§ **Exercise details**
Wherever a line of the data contains "projects", copy that line.

**** Extracted material ****

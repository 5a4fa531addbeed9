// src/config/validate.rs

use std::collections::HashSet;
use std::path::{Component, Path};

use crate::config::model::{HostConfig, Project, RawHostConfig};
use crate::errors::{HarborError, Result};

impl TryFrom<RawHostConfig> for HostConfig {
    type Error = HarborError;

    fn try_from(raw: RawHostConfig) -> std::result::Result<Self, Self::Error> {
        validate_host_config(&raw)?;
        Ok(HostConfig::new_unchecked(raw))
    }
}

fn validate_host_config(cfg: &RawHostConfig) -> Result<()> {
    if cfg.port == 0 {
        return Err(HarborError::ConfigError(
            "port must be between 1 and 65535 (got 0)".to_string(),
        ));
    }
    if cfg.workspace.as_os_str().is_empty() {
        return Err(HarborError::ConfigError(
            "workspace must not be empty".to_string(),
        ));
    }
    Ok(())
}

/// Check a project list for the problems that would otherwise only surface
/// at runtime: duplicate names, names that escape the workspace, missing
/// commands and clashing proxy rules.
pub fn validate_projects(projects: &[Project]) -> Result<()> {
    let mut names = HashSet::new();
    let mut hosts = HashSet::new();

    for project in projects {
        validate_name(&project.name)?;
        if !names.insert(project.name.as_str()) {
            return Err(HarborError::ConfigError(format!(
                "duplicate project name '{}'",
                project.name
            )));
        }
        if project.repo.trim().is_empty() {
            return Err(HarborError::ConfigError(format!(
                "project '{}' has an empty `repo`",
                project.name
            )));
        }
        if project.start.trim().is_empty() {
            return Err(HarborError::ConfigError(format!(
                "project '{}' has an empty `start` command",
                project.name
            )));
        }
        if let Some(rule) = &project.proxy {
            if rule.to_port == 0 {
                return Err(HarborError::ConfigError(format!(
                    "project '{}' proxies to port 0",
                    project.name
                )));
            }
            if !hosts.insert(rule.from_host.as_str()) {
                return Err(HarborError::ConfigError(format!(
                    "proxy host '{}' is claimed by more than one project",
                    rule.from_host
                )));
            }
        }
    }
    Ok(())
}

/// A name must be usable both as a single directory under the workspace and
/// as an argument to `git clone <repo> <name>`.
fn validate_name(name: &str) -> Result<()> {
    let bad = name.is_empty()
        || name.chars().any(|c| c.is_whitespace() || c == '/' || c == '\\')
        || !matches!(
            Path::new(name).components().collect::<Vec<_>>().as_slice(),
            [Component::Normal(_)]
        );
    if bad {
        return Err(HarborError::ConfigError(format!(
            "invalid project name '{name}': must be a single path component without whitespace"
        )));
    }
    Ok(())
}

****

§ **Completed task**
pub fn validate_projects(projects: &[Project]) -> Result<()> {
    for project in projects {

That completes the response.